We were pleasantly surprised to discover that New Hampshire Community Seafood has a weekly seafood share with a pick-up in Concord, NH and promptly signed up to see what they would bring. Truly fresh seafood is hard to come by when you don't live on the coast and so having a weekly delivery of freshly caught fish seemed like a no-brainer. We've hesitated over farm CSA's tempted but unwilling to pull the trigger because in PA they mostly required us to drive somewhere out of the way once a week to pick up our stuff but Concord is 10-15 minutes from home and we go there on a regular basis for shopping and banking and whatnot, so picking up mid-day once a week seemed do-able. And to be fair, they make it easy. It's only an 8-week commitment, you can choose the amount of seafood that works for you (we got 2 pounds a week), and you get 2 free passes, so that if you know in advance you won't be able to get your delivery you can cancel it and get a refund for that week. They also send out a weekly newsletter telling you all about the fish you will be receiving so you can plan ahead for dinner. Win-win.
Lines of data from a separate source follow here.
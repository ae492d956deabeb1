//! Handlers for address lookups.

use axum::{
    Json,
    extract::{ConnectInfo, Path, State},
    http::HeaderMap,
};
use std::net::SocketAddr;

use crate::api::dto::lookup::LookupResponse;
use crate::error::AppError;
use crate::state::AppState;
use crate::utils::client_ip::fallback_source;

/// Looks up an explicitly requested address.
///
/// # Endpoint
///
/// `GET /{ip}`
///
/// # Response Codes
///
/// - **200 OK**: Address looked up (fields the database lacks are omitted)
/// - **400 Bad Request**: `{"error": "Invalid IP address"}`
/// - **500 Internal Server Error**: `{"error": "Error"}`
///
/// # Response
///
/// ```json
/// {
///   "ip": "8.8.8.8",
///   "country": "United States",
///   "countryCode": "US",
///   "countryFlags": "🇺🇸",
///   "continent": "NA",
///   "continentName": "North America",
///   "asn": 15169,
///   "isp": "Google LLC",
///   "colo": "SJC",
///   "latitude": 37.3,
///   "longitude": -121.9,
///   "region": "California",
///   "city": "San Jose"
/// }
/// ```
pub async fn lookup_handler(
    Path(ip): Path<String>,
    State(state): State<AppState>,
    headers: HeaderMap,
    ConnectInfo(addr): ConnectInfo<SocketAddr>,
) -> Result<Json<LookupResponse>, AppError> {
    lookup(&state, Some(ip.as_str()), &headers, addr)
}

/// Looks up the caller's own address.
///
/// # Endpoint
///
/// `GET /`
///
/// The address comes from the first `X-Forwarded-For` entry when the service
/// runs behind a proxy, otherwise from the peer socket.
pub async fn lookup_self_handler(
    State(state): State<AppState>,
    headers: HeaderMap,
    ConnectInfo(addr): ConnectInfo<SocketAddr>,
) -> Result<Json<LookupResponse>, AppError> {
    lookup(&state, None, &headers, addr)
}

fn lookup(
    state: &AppState,
    requested: Option<&str>,
    headers: &HeaderMap,
    peer: SocketAddr,
) -> Result<Json<LookupResponse>, AppError> {
    let fallback = fallback_source(headers, peer, state.behind_proxy);

    let result = state
        .enrichment_service
        .enrich(requested, Some(fallback.as_str()))?;

    Ok(Json(result.into()))
}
This week was Acadian Redfish, small skin-on fillets that had been scaled and cleaned for us. They warned that might be a few stray scales and pin bones, and there were, but they were easy to find and cut off with scissors or a small, sharp knife. Half the battle in cooking is knowing what to watch out for. These are not the famous blackened redfish of the South, down in the Gulf they fish for red drum. These small tender fillets reminded me a little bit of red mullet. Back in the day we used to frequent a Mexican joint in Damariscotta, ME that made fish tacos with fried redfish fillets so we were looking forward to playing with these. In fact tacos were the main recommendation for cooking these fish.
When we got the redfish back to our kitchen we gave it a 10 minutes soak in a 5% salt brine. This technique is in both of our books and we routinely use it with any fish we bring home. It rinses away any surface proteins and debris, slightly denatures the surface layer of the fish, and reduces the coagulation of albumen when you cook the fish. In layman's terms that means that the fish stays fresh a bit longer in the refrigerator and cooks up cleanly without a lot of white gunk on the surface of the meat. It also adds a bit of seasoning but we don't leave the fish in there long enough for it to become salty. After brining, we patted the fillets dry, and checked them for stray scales and bones. We left the cleaned fish on a towel on a sheet pan, covered them with plastic wrap, and put them in the fridge until dinnertime.
We dredged the filets in potato starch and shallow fried them in rice bran oil. They curled lightly in the hot oil and came out lightly golden and crisp. The redfish fillets were juicy and rich, flaking easily as we bit through the crisp coating. They were like perfect little fish fingers and begged to be eaten out of hand right off the rack. Truth be told, a few disappeared before they ever made it to the table.
Alex wanted tacos and I wanted to focus on the fish so we prepared a meal that could go either way. There was a saute of green beans and swiss chard stems in a garlicky vinaigrette, guacamole, sliced heirloom cherry tomatoes, hot sauce and warm tortillas. Alex and Amaya happily built and devoured tacos while Bill and I ate fish and vegetables. And well, I made a mini-taco at the end. I just couldn't resist.